Un léger souffle comme le bruit du vent se fit entendre.

- Je veux juste te dire que tu es le seul que j’ai aimé, et que toutes les fois où j’ai pu te faire du mal, je le regrette…
- Scully….


Déjà des étourdissements les gagnaient. Le bruit s’intensifia, mais leurs mains ne se lâchèrent pas. Le regard de l’un n’osait se détacher de celui de l’autre.
Alors que Scully tombait à terre, elle fut rejointe par Mulder. Leur étreinte ne se brisa pas, leurs corps restèrent étrangement entrelacés…


- Je t’aime Dana.

Tel un poison incolore et indolore, le gaz s’était insinué en eux. Paralysant leurs membres, leurs cerveaux, leur amour. A jamais ils s’endormirent.


- Ah elle reprend connaissance, appelez-le !

Alors qu’elle n’était pas encore tout à fait revenue à elle, une gifle précipita son réveil.

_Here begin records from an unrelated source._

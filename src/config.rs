//! Configuration loading from TOML.
//!
//! Reads `config.toml` and deserializes into strongly-typed structs. Every
//! section is optional; anything left out keeps the shipped per-league
//! defaults. `pipeline_config` folds the overrides into a
//! `PipelineConfig` for the candidate pipeline.

use anyhow::{Context, Result};
use serde::Deserialize;
use std::collections::BTreeMap;
use std::fs;

use crate::strategy::league::{
    Collar, DirectionalPolicy, LeagueRules, MissingProfilePolicy, PipelineConfig, ShieldMode,
    SideModel,
};
use crate::types::{League, TitaniumError};

/// Top-level application configuration.
#[derive(Debug, Deserialize, Clone, Default)]
#[serde(deny_unknown_fields)]
pub struct AppConfig {
    #[serde(default)]
    pub pipeline: PipelineSection,
    /// Keyed by league tag ("nba", "basketball_nba", ...).
    #[serde(default)]
    pub leagues: BTreeMap<String, LeagueOverrides>,
    #[serde(default)]
    pub output: OutputConfig,
}

#[derive(Debug, Deserialize, Clone, Default)]
#[serde(deny_unknown_fields)]
pub struct PipelineSection {
    pub preferred_bookmaker: Option<String>,
    pub ban_list: Option<Vec<String>>,
    /// Applied to every league unless a league section overrides it.
    pub directional_policy: Option<DirectionalPolicy>,
    pub missing_profile_policy: Option<MissingProfilePolicy>,
}

#[derive(Debug, Deserialize, Clone, Default)]
#[serde(deny_unknown_fields)]
pub struct LeagueOverrides {
    pub ledger_limit: Option<usize>,
    pub max_per_event: Option<usize>,
    pub spread_ceiling: Option<f64>,
    pub total_ceiling: Option<f64>,
    pub shield_mode: Option<ShieldMode>,
    pub home_court_bonus: Option<f64>,
    pub collar_spread: Option<[i32; 2]>,
    pub collar_moneyline: Option<[i32; 2]>,
    pub collar_total: Option<[i32; 2]>,
    pub collar_prop: Option<[i32; 2]>,
    pub directional_policy: Option<DirectionalPolicy>,
    pub missing_profile_policy: Option<MissingProfilePolicy>,
}

#[derive(Debug, Deserialize, Clone, Default)]
#[serde(deny_unknown_fields)]
pub struct OutputConfig {
    #[serde(default)]
    pub show_rejected: bool,
    /// Only list rejections whose reason contains this (case-insensitive).
    #[serde(default)]
    pub rejected_filter: String,
    /// Print ledgers as JSON rows instead of a table.
    #[serde(default)]
    pub json: bool,
}

impl AppConfig {
    /// Load configuration from a TOML file.
    pub fn load(path: &str) -> Result<Self> {
        let contents = fs::read_to_string(path)
            .with_context(|| format!("Failed to read config file: {path}"))?;
        let config: AppConfig = toml::from_str(&contents)
            .with_context(|| format!("Failed to parse config file: {path}"))?;
        Ok(config)
    }

    /// Shipped defaults with every configured override applied.
    pub fn pipeline_config(&self) -> Result<PipelineConfig, TitaniumError> {
        let mut cfg = PipelineConfig::default();

        if let Some(book) = &self.pipeline.preferred_bookmaker {
            cfg.preferred_bookmaker = book.clone();
        }
        if let Some(bans) = &self.pipeline.ban_list {
            cfg.ban_list = bans.clone();
        }
        for rules in cfg.leagues.values_mut() {
            if let Some(policy) = self.pipeline.directional_policy {
                rules.directional.policy = policy;
            }
            if let Some(policy) = self.pipeline.missing_profile_policy {
                rules.missing_profiles = policy;
            }
        }

        for (key, overrides) in &self.leagues {
            let league: League = key
                .parse()
                .map_err(|_| TitaniumError::Config(format!("unknown league key [leagues.{key}]")))?;
            overrides.apply(cfg.rules_mut(league))?;
        }
        Ok(cfg)
    }
}

impl LeagueOverrides {
    fn apply(&self, rules: &mut LeagueRules) -> Result<(), TitaniumError> {
        let league = rules.league;

        if let Some(limit) = self.ledger_limit {
            rules.ledger_limit = limit;
        }
        if let Some(cap) = self.max_per_event {
            rules.max_per_event = Some(cap);
        }
        if let Some(ceiling) = self.spread_ceiling {
            rules.shield.spread_ceiling = Some(ceiling);
        }
        if let Some(ceiling) = self.total_ceiling {
            rules.shield.total_ceiling = Some(ceiling);
        }
        if let Some(mode) = self.shield_mode {
            rules.shield.mode = mode;
        }
        if let Some(bonus) = self.home_court_bonus {
            match &mut rules.side_model {
                SideModel::ProjectedMargin(m) => m.home_court_bonus = bonus,
                SideModel::Tiered(_) => {
                    return Err(TitaniumError::Config(format!(
                        "home_court_bonus set for {league}, which has no margin model"
                    )))
                }
            }
        }

        let collars = [
            (self.collar_spread, &mut rules.collars.spread, "collar_spread"),
            (self.collar_moneyline, &mut rules.collars.moneyline, "collar_moneyline"),
            (self.collar_total, &mut rules.collars.total, "collar_total"),
            (self.collar_prop, &mut rules.collars.prop, "collar_prop"),
        ];
        for (value, slot, name) in collars {
            if let Some([min, max]) = value {
                if min > max {
                    return Err(TitaniumError::Config(format!(
                        "{name} for {league}: min {min} is above max {max}"
                    )));
                }
                *slot = Collar::new(min, max);
            }
        }

        if let Some(policy) = self.directional_policy {
            rules.directional.policy = policy;
        }
        if let Some(policy) = self.missing_profile_policy {
            rules.missing_profiles = policy;
        }
        Ok(())
    }
}

#[cfg(test)]
mod tests {
    use super::*;

    const SAMPLE: &str = r#"
[pipeline]
preferred_bookmaker = "fanduel"
ban_list = ["Milwaukee Bucks"]
directional_policy = "annotate"

[leagues.nba]
ledger_limit = 4
spread_ceiling = 9.5
collar_total = [-115, 120]

[leagues.icehockey_nhl]
max_per_event = 1
missing_profile_policy = "reject"

[output]
show_rejected = true
"#;

    #[test]
    fn test_parse_sample() {
        let cfg: AppConfig = toml::from_str(SAMPLE).unwrap();
        assert!(cfg.output.show_rejected);
        assert_eq!(cfg.leagues.len(), 2);

        let pc = cfg.pipeline_config().unwrap();
        assert_eq!(pc.preferred_bookmaker, "fanduel");
        assert_eq!(pc.ban_list, vec!["Milwaukee Bucks".to_string()]);

        let nba = pc.rules_for(League::Nba);
        assert_eq!(nba.ledger_limit, 4);
        assert_eq!(nba.shield.spread_ceiling, Some(9.5));
        assert_eq!(nba.collars.total, Collar::new(-115, 120));
        assert_eq!(nba.directional.policy, DirectionalPolicy::Annotate);

        let nhl = pc.rules_for(League::Nhl);
        assert_eq!(nhl.max_per_event, Some(1));
        assert_eq!(nhl.missing_profiles, MissingProfilePolicy::Reject);
        assert_eq!(nhl.directional.policy, DirectionalPolicy::Annotate);
    }

    #[test]
    fn test_empty_config_is_defaults() {
        let cfg: AppConfig = toml::from_str("").unwrap();
        let pc = cfg.pipeline_config().unwrap();
        assert_eq!(pc.rules_for(League::Nfl), LeagueRules::defaults(League::Nfl));
        assert_eq!(pc.ban_list.len(), 2);
        assert!(!cfg.output.show_rejected);
    }

    #[test]
    fn test_unknown_league_key_rejected() {
        let cfg: AppConfig = toml::from_str("[leagues.cricket]\nledger_limit = 3\n").unwrap();
        let err = cfg.pipeline_config().unwrap_err();
        assert!(matches!(err, TitaniumError::Config(_)));
        assert!(err.to_string().contains("cricket"));
    }

    #[test]
    fn test_inverted_collar_rejected() {
        let cfg: AppConfig = toml::from_str("[leagues.nba]\ncollar_spread = [150, -180]\n").unwrap();
        assert!(cfg.pipeline_config().is_err());
    }

    #[test]
    fn test_home_court_bonus_needs_margin_model() {
        let ok: AppConfig = toml::from_str("[leagues.ncaab]\nhome_court_bonus = 3.5\n").unwrap();
        let pc = ok.pipeline_config().unwrap();
        assert_eq!(pc.rules_for(League::Ncaab).margin_model().unwrap().home_court_bonus, 3.5);

        let bad: AppConfig = toml::from_str("[leagues.nfl]\nhome_court_bonus = 2.0\n").unwrap();
        assert!(bad.pipeline_config().is_err());
    }

    #[test]
    fn test_bad_policy_name_fails_parse() {
        let parsed: Result<AppConfig, _> = toml::from_str("[pipeline]\ndirectional_policy = \"maybe\"\n");
        assert!(parsed.is_err());
    }

    #[test]
    fn test_unknown_keys_fail_parse() {
        for text in [
            "[pipeline]\npreferred_book = \"fanduel\"\n",
            "[output]\nshow_rejects = true\n",
            "[leagues.nba]\nledger_limt = 3\n",
            "[outputs]\njson = true\n",
        ] {
            let parsed: Result<AppConfig, _> = toml::from_str(text);
            assert!(parsed.is_err(), "accepted: {text}");
        }
    }

    #[test]
    fn test_load_config() {
        // Requires config.toml in the working directory.
        if let Ok(cfg) = AppConfig::load("config.toml") {
            assert!(cfg.pipeline_config().is_ok());
        }
    }
}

- Alors ? Que pensez-vous de mon offre ? Elle est honnête vous ne trouvez ma belle !
- Je ne suis pas votre belle !
- Je comprends ce qui lui a plus en vous, ça lui fait un point commun avec moi au moins !
- …
- Bon alors votre décision ?
- Allez vous faire …
- Un peu de politesse s’il vous plait, c’est pas bon pour une future mère veuve d’être si impolie !
- Allez au diable !
- Sachez juste que j’ai tout pouvoir ! Vous croyez décider mais j’ai toujours le dernier mot : je vous laisse la vie sauve à tous les deux pour le moment, mais ne pensez pas vous être débarrassé de moi ! Quand je suis intéressé, je sais où me procurer ce dont j’ai besoin ! Et ne me croyez pas stupide, j’ai toujours un plan de rechange … C’est votre bébé ou Mulder !
- Mais Mulder n’est plus là ! (dit-elle au bord des larmes)
- Admettons !


Il fit un signe pour qu’on la détache…

Lorsqu'elle se réveilla, elle était chez elle. Seule. Désespérément seule. Personne ne pouvait l'aider. Etait ce un cauchemar, une sombre mascarade ? Avait-elle vécu ce moment auprès de l'homme à la cigarette ?
Elle avait vu ce qu'il avait voulu lui montrer : un avenir sombre et sanglant. Comment pouvait-on imaginer une mort pareille et autant de souffrance ? Une fois de plus, cet homme avide et macabre lui avait montré combien il pouvait être horrible. Ce qu'il lui avait montré, ce ne pouvait être son avenir. Jamais elle n'oserait perdre et tuer cet enfant qu'elle portait en elle. Si Mulder ne devait jamais revenir, il serait la continuité de leur amour à tout jamais perdu. Si Mulder était mort, cet enfant, fruit de leur passion serait la vie à l'état pur.